DESCRIPTION OF THE TASK: Return every line from the one with "pub struct UpdatePromoInput" through the one with "pub async fn create_promo(&self, input: CreatePromoInput)", inclusive, exactly as it appears below.

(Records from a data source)
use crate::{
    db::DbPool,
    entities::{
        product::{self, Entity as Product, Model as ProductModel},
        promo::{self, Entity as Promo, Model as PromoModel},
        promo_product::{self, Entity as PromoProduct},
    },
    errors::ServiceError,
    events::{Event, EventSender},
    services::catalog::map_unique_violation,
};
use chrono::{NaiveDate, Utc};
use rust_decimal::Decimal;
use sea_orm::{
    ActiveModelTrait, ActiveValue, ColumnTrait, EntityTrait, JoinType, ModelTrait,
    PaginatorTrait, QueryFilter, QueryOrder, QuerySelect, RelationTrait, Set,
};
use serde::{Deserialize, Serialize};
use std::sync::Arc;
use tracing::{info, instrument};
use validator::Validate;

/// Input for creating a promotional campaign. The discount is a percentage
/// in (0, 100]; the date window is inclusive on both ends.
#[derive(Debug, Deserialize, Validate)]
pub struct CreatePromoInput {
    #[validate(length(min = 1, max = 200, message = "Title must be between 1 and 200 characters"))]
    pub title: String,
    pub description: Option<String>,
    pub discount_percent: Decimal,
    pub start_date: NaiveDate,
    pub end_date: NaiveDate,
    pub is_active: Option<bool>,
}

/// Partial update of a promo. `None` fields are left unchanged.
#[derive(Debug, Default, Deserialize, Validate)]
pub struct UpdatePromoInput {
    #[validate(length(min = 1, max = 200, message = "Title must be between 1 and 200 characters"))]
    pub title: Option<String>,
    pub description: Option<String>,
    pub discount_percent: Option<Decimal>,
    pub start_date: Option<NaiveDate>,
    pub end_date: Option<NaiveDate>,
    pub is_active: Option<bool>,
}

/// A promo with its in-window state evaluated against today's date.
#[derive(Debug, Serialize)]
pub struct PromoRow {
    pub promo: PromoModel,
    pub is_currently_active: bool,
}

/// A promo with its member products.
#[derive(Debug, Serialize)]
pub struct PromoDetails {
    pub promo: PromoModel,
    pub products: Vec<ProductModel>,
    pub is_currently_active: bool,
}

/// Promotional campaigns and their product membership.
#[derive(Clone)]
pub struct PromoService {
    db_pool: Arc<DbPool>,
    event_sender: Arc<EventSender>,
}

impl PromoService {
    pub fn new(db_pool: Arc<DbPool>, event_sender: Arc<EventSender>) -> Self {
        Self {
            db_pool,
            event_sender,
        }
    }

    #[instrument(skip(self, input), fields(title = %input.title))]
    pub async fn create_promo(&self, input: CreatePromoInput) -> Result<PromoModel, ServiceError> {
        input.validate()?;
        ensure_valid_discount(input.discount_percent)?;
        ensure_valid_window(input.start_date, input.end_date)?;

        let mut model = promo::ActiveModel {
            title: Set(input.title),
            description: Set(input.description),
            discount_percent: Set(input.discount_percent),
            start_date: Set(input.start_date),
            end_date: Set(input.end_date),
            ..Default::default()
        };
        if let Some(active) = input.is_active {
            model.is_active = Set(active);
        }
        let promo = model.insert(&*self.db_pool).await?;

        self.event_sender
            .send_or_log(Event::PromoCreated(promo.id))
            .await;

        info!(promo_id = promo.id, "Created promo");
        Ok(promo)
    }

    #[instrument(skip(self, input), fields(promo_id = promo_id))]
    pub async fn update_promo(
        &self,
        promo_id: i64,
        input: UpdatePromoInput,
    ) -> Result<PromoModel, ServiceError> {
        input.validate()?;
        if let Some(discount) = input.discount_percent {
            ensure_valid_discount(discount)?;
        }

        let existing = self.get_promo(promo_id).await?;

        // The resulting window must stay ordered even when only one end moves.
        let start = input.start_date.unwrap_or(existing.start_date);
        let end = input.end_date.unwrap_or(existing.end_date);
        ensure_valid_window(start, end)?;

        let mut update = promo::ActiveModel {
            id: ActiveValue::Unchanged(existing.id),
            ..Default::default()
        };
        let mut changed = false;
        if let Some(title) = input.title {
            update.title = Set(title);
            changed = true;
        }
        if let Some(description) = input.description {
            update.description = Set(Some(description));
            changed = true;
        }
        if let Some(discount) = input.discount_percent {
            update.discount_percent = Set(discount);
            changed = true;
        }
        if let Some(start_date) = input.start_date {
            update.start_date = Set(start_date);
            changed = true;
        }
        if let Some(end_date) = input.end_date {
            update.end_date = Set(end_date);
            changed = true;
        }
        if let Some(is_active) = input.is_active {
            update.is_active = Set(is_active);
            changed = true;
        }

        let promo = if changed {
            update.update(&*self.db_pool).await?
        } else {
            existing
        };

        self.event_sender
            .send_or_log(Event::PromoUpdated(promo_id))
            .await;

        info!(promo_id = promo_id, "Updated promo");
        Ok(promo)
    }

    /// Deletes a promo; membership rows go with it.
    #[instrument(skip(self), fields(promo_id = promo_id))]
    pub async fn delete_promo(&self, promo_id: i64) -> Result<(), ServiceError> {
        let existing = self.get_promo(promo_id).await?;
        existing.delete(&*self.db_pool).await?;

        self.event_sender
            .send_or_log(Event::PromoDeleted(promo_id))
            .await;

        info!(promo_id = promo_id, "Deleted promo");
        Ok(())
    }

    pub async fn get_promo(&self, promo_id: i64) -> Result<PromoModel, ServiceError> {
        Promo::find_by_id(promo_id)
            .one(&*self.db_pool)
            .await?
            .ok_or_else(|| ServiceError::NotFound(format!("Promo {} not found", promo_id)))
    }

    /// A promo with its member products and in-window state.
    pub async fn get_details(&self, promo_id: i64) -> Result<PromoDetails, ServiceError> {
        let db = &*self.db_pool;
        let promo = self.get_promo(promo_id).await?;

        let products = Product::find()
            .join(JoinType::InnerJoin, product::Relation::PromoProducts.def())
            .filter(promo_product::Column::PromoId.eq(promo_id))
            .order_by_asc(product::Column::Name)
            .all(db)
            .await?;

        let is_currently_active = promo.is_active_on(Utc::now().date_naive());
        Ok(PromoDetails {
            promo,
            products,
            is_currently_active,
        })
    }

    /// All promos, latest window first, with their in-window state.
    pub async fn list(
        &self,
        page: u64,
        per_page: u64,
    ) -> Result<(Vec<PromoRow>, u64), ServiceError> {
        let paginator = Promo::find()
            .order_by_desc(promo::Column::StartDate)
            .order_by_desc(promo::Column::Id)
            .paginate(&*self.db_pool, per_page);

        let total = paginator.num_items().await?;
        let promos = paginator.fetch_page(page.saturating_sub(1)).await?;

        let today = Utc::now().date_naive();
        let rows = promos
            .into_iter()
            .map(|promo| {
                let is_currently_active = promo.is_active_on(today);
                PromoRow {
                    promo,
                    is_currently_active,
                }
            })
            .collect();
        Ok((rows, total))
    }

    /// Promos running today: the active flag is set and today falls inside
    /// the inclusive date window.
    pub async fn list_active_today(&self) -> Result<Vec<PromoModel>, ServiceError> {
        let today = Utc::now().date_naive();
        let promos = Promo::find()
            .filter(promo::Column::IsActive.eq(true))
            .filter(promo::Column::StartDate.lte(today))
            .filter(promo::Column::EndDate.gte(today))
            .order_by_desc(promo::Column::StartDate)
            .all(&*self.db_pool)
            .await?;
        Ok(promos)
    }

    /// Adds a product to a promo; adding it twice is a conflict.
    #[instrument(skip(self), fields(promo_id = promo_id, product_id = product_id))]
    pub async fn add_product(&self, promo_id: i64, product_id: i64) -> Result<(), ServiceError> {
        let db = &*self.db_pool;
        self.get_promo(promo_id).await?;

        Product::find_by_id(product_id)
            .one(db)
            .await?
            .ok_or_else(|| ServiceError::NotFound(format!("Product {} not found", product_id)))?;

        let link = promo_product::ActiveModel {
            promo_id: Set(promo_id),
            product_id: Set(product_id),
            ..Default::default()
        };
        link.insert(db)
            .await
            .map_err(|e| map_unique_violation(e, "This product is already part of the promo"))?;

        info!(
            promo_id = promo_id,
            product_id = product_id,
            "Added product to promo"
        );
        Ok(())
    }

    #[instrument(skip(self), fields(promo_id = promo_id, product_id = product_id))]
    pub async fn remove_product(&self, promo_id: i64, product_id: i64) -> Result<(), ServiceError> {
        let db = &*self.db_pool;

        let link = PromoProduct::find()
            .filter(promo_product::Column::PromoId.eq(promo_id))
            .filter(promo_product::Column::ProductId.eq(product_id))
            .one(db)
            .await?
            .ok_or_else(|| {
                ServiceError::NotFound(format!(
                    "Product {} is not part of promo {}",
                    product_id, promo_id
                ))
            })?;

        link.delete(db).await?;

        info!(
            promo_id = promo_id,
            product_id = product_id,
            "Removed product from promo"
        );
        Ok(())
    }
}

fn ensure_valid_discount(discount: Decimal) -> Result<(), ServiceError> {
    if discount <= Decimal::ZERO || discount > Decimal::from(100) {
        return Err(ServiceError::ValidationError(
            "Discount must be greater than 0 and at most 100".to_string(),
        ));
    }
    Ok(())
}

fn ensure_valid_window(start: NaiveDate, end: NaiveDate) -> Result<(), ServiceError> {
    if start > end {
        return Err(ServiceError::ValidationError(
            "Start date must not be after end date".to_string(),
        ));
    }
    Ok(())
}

RESPONSE TO THIS EXERCISE:
pub struct UpdatePromoInput {
    #[validate(length(min = 1, max = 200, message = "Title must be between 1 and 200 characters"))]
    pub title: Option<String>,
    pub description: Option<String>,
    pub discount_percent: Option<Decimal>,
    pub start_date: Option<NaiveDate>,
    pub end_date: Option<NaiveDate>,
    pub is_active: Option<bool>,
}

/// A promo with its in-window state evaluated against today's date.
#[derive(Debug, Serialize)]
pub struct PromoRow {
    pub promo: PromoModel,
    pub is_currently_active: bool,
}

/// A promo with its member products.
#[derive(Debug, Serialize)]
pub struct PromoDetails {
    pub promo: PromoModel,
    pub products: Vec<ProductModel>,
    pub is_currently_active: bool,
}

/// Promotional campaigns and their product membership.
#[derive(Clone)]
pub struct PromoService {
    db_pool: Arc<DbPool>,
    event_sender: Arc<EventSender>,
}

impl PromoService {
    pub fn new(db_pool: Arc<DbPool>, event_sender: Arc<EventSender>) -> Self {
        Self {
            db_pool,
            event_sender,
        }
    }

    #[instrument(skip(self, input), fields(title = %input.title))]
    pub async fn create_promo(&self, input: CreatePromoInput) -> Result<PromoModel, ServiceError> {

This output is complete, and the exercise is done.